Episode 10 Last length: 13 Average length: 10.64
Episode 20 Last length: 24 Average length: 11.37
Episode 30 Last length: 115 Average length: 15.63
Episode 40 Last length: 17 Average length: 19.16
Episode 50 Last length: 77 Average length: 22.33
Episode 60 Last length: 52 Average length: 24.56
Episode 70 Last length: 67 Average length: 28.63
Episode 80 Last length: 199 Average length: 40.23
Episode 90 Last length: 113 Average length: 53.07
Episode 100 Last length: 199 Average length: 62.14
Episode 110 Last length: 199 Average length: 74.02
Episode 120 Last length: 70 Average length: 78.82
Episode 130 Last length: 51 Average length: 79.03
Episode 140 Last length: 108 Average length: 78.31
Episode 150 Last length: 124 Average length: 81.46
Episode 160 Last length: 127 Average length: 86.14
Episode 170 Last length: 53 Average length: 87.84
Episode 180 Last length: 85 Average length: 86.07
Episode 190 Last length: 91 Average length: 86.13
Episode 200 Last length: 112 Average length: 87.26

Notice that the outputs started to differ beginning from episode 90. I also tried to set the same seed value to np.random but with no success.

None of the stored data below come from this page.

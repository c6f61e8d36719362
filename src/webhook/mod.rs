//! Admission webhooks for vlanman
//!
//! Two synchronous admission handlers run inside the operator process:
//!
//! - the mutating handler (`/mutating`) intercepts pod creation, allocates a
//!   pool address under the cluster-wide lock, and injects the `init-vlan`
//!   container plus routing configuration as a JSON patch,
//! - the validating handler (`/validating`) gates VlanNetwork creation,
//!   update and deletion.
//!
//! Both speak the AdmissionReview v1 envelope over TLS on port 8443, with
//! the certificate pair mounted at `/etc/webhook/certs`.

pub mod mutate;
pub mod validate;

use std::net::SocketAddr;
use std::path::Path;
use std::sync::Arc;

use axum::{routing::post, Router};
use tracing::info;

use crate::config::OperatorConfig;
use crate::lock::{Locker, NoopLock};
use crate::store::Store;
use crate::{Result, WEBHOOK_CERT_DIR, WEBHOOK_PORT};

/// Shared state for admission handlers
pub struct WebhookState {
    /// Cluster access
    pub store: Arc<dyn Store>,
    /// Real cluster-wide locker used by non-dry-run requests
    pub locker: Arc<dyn Locker>,
    /// Operator environment (worker image, namespace)
    pub config: OperatorConfig,
}

impl WebhookState {
    /// Pick the locker for a request: dry runs must not touch the lease
    pub fn locker_for(&self, dry_run: bool) -> Arc<dyn Locker> {
        if dry_run {
            Arc::new(NoopLock)
        } else {
            self.locker.clone()
        }
    }
}

/// Build the admission router
pub fn webhook_router(state: Arc<WebhookState>) -> Router {
    Router::new()
        .route("/mutating", post(mutate::handler))
        .route("/validating", post(validate::handler))
        .with_state(state)
}

/// Serve the admission endpoints over TLS until the process exits
pub async fn serve(state: Arc<WebhookState>) -> Result<()> {
    let cert_dir = Path::new(WEBHOOK_CERT_DIR);
    let tls = axum_server::tls_rustls::RustlsConfig::from_pem_file(
        cert_dir.join("tls.crt"),
        cert_dir.join("tls.key"),
    )
    .await
    .map_err(|e| crate::Error::unrecoverable(format!("loading webhook TLS keypair: {e}")))?;

    let addr = SocketAddr::from(([0, 0, 0, 0], WEBHOOK_PORT));
    info!(%addr, "admission webhook server listening");
    axum_server::bind_rustls(addr, tls)
        .serve(webhook_router(state).into_make_service())
        .await
        .map_err(|e| crate::Error::unrecoverable(format!("webhook server: {e}")))
}

#[cfg(test)]
mod tests {
    use super::*;
    use crate::config::OperatorConfig;
    use crate::lock::NoopLock;
    use crate::store::MockStore;
    use axum::http::StatusCode;
    use tower::util::ServiceExt;

    fn state() -> Arc<WebhookState> {
        Arc::new(WebhookState {
            store: Arc::new(MockStore::new()),
            locker: Arc::new(NoopLock),
            config: OperatorConfig::for_tests(),
        })
    }

    #[tokio::test]
    async fn unknown_paths_are_not_served() {
        let app = webhook_router(state());
        let response = app
            .oneshot(
                axum::http::Request::builder()
                    .method("POST")
                    .uri("/defaulting")
                    .body(axum::body::Body::empty())
                    .unwrap(),
            )
            .await
            .unwrap();
        assert_eq!(response.status(), StatusCode::NOT_FOUND);
    }

    #[test]
    fn dry_run_requests_get_the_noop_locker() {
        let state = state();
        // Both paths hand back a locker with the same interface; the dry-run
        // one must not be the shared lease lock.
        let real = state.locker_for(false);
        let noop = state.locker_for(true);
        assert!(Arc::ptr_eq(&real, &state.locker));
        assert!(!Arc::ptr_eq(&noop, &state.locker));
    }
}
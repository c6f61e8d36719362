//! Custom Resource Definitions for vlanman
//!
//! This module contains the VlanNetwork CRD and the types embedded in it.

mod network;
mod types;

pub use network::{VlanNetwork, VlanNetworkSpec, VlanNetworkStatus};
pub use types::{
    bare_ip, is_valid_ipv4_cidr, parse_cidr, split_cidr, Gateway, IpMapping, Route, RouteSource,
    VlanNetworkPool,
};
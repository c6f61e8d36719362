//! Worker init-container logic
//!
//! Runs as the first init container of an annotated pod. It asks the
//! co-located manager (through the per-network service, whose Local traffic
//! policy keeps the request on this node) to create a macvlan inside this
//! pod's network namespace, then brings the interface up, binds the assigned
//! address, and installs the route program from its environment. Any fatal
//! error exits the container with code 1 so the pod retries.

use std::sync::Arc;

use ipnet::Ipv4Net;
use tracing::info;

use crate::agent::{LinkOps, MacvlanRequest, MacvlanResponse, RouteSpec, RtnetlinkOps};
use crate::crd::{parse_cidr, Route, RouteSource};
use crate::{macvlan_link_name, Error, Result, MANAGER_PORT};

/// DNS suffix of the per-network service, fixed by the deployment layout
const OPERATOR_NAMESPACE: &str = "vlanman-system";

/// Environment contract of the worker init container, set by admission
#[derive(Clone, Debug)]
pub struct WorkerEnv {
    /// Network this pod joins
    pub network: String,
    /// Assigned address, without mask
    pub macvlan_ip: String,
    /// Mask of the assigned address
    pub macvlan_subnet: String,
    /// Gateway address without mask; empty when the network has none
    pub gateway_ip: String,
    /// Gateway mask
    pub gateway_subnet: String,
    /// Route program, JSON-decoded from `ROUTES`
    pub routes: Vec<Route>,
}

impl WorkerEnv {
    /// Parse the injected environment
    pub fn from_env() -> Result<Self> {
        let network = std::env::var("VLAN_NETWORK")
            .ok()
            .filter(|v| !v.is_empty())
            .ok_or_else(|| Error::unrecoverable("VLAN_NETWORK env variable is not set"))?;
        let macvlan_ip = std::env::var("MACVLAN_IP")
            .ok()
            .filter(|v| !v.is_empty())
            .ok_or_else(|| Error::unrecoverable("MACVLAN_IP env variable is not set"))?;
        let macvlan_subnet = std::env::var("MACVLAN_SUBNET")
            .ok()
            .filter(|v| !v.is_empty())
            .unwrap_or_else(|| "32".into());
        let routes = match std::env::var("ROUTES") {
            Ok(raw) if !raw.is_empty() => serde_json::from_str(&raw)
                .map_err(|e| Error::parsing("ROUTES env variable", e))?,
            _ => vec![],
        };
        Ok(Self {
            network,
            macvlan_ip,
            macvlan_subnet,
            gateway_ip: std::env::var("GATEWAY_IP").unwrap_or_default(),
            gateway_subnet: std::env::var("GATEWAY_SUBNET")
                .ok()
                .filter(|v| !v.is_empty())
                .unwrap_or_else(|| "32".into()),
            routes,
        })
    }

    fn assigned(&self) -> Result<Ipv4Net> {
        parse_cidr(&format!("{}/{}", self.macvlan_ip, self.macvlan_subnet))
    }

    fn gateway(&self) -> Result<Option<Ipv4Net>> {
        if self.gateway_ip.is_empty() {
            return Ok(None);
        }
        parse_cidr(&format!("{}/{}", self.gateway_ip, self.gateway_subnet)).map(Some)
    }
}

/// Extract the namespace inode from a `/proc/<pid>/ns/net` link target,
/// which reads `net:[<inode>]`
pub fn parse_ns_inode(target: &str) -> Result<u64> {
    target
        .trim()
        .strip_prefix("net:[")
        .and_then(|s| s.strip_suffix(']'))
        .and_then(|s| s.parse().ok())
        .ok_or_else(|| Error::parsing("network namespace link", format!("unexpected '{target}'")))
}

/// The routes this worker installs on its macvlan.
///
/// The gateway's own subnet is reached with a link-scope route first; the
/// declared routes follow, a `self` source pinning the assigned address and
/// a missing next hop defaulting to the gateway when one exists.
pub fn plan_routes(env: &WorkerEnv, link_index: u32) -> Result<Vec<RouteSpec>> {
    let assigned = env.assigned()?;
    let gateway = env.gateway()?;
    let mut planned = Vec::new();

    if let Some(gateway) = gateway {
        planned.push(RouteSpec {
            destination: gateway.trunc(),
            gateway: None,
            source: None,
            link_index,
            scope_link: true,
        });
    }

    for route in &env.routes {
        let via = match route.via.as_deref() {
            Some(via) => Some(
                via.parse()
                    .map_err(|e| Error::parsing(format!("route next hop '{via}'"), e))?,
            ),
            None if !route.scope_link => gateway.map(|gw| gw.addr()),
            None => None,
        };
        planned.push(RouteSpec {
            destination: parse_cidr(&route.destination)?,
            gateway: via,
            source: match route.source {
                RouteSource::SelfAddress => Some(assigned.addr()),
                RouteSource::None => None,
            },
            link_index,
            scope_link: route.scope_link,
        });
    }
    Ok(planned)
}

/// Join the macvlan: request it from the manager, bring it up, address it,
/// and install the route program
pub async fn join(env: &WorkerEnv, links: &dyn LinkOps, ns_inode: u64) -> Result<()> {
    let url = format!(
        "http://{}-service.{OPERATOR_NAMESPACE}:{MANAGER_PORT}/macvlan",
        env.network
    );
    let response = reqwest::Client::new()
        .post(&url)
        .json(&MacvlanRequest {
            ns_id: ns_inode as i64,
        })
        .send()
        .await
        .map_err(|e| Error::Request {
            action: "request macvlan from manager".into(),
            source: e,
        })?;
    if !response.status().is_success() {
        return Err(Error::unrecoverable(format!(
            "macvlan request returned {}, check the manager pod on this node",
            response.status()
        )));
    }
    let body: MacvlanResponse = response.json().await.map_err(|e| Error::Request {
        action: "parse macvlan response".into(),
        source: e,
    })?;

    let name = macvlan_link_name(body.vlan_id);
    let index = links
        .link_index(&name)
        .await?
        .ok_or_else(|| Error::unrecoverable(format!("link '{name}' did not arrive in this namespace")))?;
    links.set_link_up(index).await?;
    links.add_address(index, env.assigned()?).await?;

    for route in plan_routes(env, index)? {
        links.add_route(&route).await?;
    }

    info!(network = %env.network, link = %name, ip = %env.macvlan_ip, "worker joined vlan");
    Ok(())
}

/// Entry point of the `worker` subcommand
pub async fn run() -> Result<()> {
    let env = WorkerEnv::from_env()?;
    let target = std::fs::read_link("/proc/self/ns/net")
        .map_err(|e| Error::unrecoverable(format!("reading /proc/self/ns/net: {e}")))?;
    let ns_inode = parse_ns_inode(&target.to_string_lossy())?;

    let links: Arc<dyn LinkOps> = Arc::new(RtnetlinkOps::connect()?);
    join(&env, links.as_ref(), ns_inode).await
}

Any idea to what could be the source of the non-determinism in the script? Or is there a bug?

This is an interesting one that I’ve seen before in similar situation, what’s going on is a little complex, and there is nothing you can do about it.

I’m going to guess that you’re either running this on the GPU? Well, it turns out that reductions on the GPU (like sum for matrix multiplication and softmax) are actually slightly non-deterministic, in that the reduce operation will not be applied in the same order. Most reduction operations are commutative (they can be applied in any order and still get the same results), however because we are using floats (I’m guessing you’re using 32 bit?) we have a slightly different rounded value because we calculated in different order.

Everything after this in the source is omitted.